> [EXERCISE OBJECTIVE]:
Pull out every line in the data that has the string "center" in it.

━━━━

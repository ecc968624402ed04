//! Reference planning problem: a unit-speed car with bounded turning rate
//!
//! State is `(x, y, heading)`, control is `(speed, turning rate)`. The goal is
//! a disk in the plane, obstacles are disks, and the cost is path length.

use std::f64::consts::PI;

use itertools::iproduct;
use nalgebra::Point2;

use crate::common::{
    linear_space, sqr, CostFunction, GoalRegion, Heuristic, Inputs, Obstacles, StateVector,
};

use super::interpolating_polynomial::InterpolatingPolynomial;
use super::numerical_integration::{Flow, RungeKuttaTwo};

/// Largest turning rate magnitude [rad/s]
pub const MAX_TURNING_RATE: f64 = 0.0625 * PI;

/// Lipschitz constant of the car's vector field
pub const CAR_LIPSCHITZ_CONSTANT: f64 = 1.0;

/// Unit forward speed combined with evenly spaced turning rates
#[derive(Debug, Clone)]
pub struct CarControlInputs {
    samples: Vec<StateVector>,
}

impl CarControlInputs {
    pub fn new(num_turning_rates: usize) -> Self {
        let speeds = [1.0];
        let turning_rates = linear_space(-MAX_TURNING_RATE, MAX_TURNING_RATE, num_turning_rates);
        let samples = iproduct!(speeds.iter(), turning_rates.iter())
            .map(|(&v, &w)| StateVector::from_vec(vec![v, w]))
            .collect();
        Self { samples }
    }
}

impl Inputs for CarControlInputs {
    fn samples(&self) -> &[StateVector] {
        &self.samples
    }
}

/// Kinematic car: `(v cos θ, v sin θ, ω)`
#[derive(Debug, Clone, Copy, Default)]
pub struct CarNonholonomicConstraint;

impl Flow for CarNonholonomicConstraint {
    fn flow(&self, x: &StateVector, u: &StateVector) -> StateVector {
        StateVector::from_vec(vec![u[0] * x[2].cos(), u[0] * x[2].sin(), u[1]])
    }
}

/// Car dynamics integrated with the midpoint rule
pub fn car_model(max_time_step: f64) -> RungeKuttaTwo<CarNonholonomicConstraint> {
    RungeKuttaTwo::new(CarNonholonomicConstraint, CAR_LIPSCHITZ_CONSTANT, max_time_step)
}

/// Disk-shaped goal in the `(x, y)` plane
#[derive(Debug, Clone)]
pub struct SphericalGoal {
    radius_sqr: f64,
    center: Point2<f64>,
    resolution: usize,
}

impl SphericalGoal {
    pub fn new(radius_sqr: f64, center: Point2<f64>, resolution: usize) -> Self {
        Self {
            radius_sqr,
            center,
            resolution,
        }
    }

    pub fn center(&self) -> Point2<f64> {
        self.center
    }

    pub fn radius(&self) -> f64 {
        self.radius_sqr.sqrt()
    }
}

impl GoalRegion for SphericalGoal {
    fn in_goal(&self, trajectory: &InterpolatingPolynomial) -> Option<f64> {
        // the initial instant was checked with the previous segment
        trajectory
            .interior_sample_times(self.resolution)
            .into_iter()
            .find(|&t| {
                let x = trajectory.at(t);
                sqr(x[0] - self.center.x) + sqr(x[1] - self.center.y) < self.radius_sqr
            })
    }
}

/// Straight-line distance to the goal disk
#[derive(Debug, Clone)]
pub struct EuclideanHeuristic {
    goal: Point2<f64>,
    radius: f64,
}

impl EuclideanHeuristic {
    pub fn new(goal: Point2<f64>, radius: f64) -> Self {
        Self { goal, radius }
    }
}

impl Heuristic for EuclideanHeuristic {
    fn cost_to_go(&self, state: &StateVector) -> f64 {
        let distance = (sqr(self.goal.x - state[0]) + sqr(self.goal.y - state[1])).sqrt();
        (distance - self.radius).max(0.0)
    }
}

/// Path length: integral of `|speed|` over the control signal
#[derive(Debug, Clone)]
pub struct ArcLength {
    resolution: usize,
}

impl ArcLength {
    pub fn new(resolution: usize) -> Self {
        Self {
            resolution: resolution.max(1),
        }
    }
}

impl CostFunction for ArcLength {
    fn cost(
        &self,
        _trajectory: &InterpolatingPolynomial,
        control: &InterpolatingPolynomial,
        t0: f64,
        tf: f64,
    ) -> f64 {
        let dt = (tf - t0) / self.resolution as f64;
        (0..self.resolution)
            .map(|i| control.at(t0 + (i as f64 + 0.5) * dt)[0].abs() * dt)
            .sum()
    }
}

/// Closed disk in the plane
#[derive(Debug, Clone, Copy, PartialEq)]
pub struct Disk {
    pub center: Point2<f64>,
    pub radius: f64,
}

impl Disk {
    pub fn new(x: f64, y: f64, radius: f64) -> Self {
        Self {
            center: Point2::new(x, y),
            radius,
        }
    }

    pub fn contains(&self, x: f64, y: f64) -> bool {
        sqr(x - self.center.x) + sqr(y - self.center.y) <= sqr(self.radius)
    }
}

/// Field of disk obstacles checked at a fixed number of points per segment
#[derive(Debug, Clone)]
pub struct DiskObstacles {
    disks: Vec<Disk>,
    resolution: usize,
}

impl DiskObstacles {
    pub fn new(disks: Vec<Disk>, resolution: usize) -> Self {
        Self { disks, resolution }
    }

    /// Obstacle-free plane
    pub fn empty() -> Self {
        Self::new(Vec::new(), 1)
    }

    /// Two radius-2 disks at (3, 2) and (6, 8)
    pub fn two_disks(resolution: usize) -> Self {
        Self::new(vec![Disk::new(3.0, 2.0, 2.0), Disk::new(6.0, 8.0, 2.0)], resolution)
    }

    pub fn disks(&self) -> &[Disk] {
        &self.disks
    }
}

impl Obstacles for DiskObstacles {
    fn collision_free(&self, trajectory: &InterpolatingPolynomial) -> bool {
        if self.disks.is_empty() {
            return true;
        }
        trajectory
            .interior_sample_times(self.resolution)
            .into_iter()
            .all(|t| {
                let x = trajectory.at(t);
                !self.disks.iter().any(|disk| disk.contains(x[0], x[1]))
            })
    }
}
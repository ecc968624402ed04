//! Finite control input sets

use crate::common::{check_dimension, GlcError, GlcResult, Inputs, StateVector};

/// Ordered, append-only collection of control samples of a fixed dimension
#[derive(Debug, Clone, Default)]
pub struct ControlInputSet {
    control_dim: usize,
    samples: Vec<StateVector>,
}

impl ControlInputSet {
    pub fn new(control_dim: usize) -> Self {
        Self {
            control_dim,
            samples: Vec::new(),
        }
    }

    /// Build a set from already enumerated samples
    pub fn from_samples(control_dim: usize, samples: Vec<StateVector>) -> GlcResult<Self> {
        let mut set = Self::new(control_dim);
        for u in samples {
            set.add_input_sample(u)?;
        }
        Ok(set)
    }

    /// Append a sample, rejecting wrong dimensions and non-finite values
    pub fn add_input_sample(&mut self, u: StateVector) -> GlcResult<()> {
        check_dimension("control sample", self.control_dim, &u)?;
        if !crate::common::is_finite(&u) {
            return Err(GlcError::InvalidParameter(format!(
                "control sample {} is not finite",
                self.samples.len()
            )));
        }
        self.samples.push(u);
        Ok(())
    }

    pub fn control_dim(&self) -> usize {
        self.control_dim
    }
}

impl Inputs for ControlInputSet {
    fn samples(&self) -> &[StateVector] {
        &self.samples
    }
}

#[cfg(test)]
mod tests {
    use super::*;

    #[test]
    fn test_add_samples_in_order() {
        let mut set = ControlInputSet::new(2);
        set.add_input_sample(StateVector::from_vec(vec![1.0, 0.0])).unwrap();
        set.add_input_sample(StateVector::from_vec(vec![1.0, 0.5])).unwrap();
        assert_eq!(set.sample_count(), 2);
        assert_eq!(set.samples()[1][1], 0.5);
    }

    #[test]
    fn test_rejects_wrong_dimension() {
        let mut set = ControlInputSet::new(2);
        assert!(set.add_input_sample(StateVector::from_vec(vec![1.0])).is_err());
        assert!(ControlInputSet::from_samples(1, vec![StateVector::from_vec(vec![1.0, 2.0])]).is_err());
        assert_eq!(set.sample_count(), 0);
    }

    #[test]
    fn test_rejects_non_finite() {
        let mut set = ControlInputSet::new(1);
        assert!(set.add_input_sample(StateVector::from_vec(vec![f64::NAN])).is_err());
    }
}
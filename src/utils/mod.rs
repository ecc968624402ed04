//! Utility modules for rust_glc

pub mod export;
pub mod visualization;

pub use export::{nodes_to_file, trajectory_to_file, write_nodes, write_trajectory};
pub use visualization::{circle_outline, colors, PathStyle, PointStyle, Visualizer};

━━━━

> [SOLUTION FOR THIS PROBLEM]:
    center: Point2<f64>,
    pub fn new(radius_sqr: f64, center: Point2<f64>, resolution: usize) -> Self {
            center,
    pub fn center(&self) -> Point2<f64> {
        self.center
                sqr(x[0] - self.center.x) + sqr(x[1] - self.center.y) < self.radius_sqr
    pub center: Point2<f64>,
            center: Point2::new(x, y),
        sqr(x - self.center.x) + sqr(y - self.center.y) <= sqr(self.radius)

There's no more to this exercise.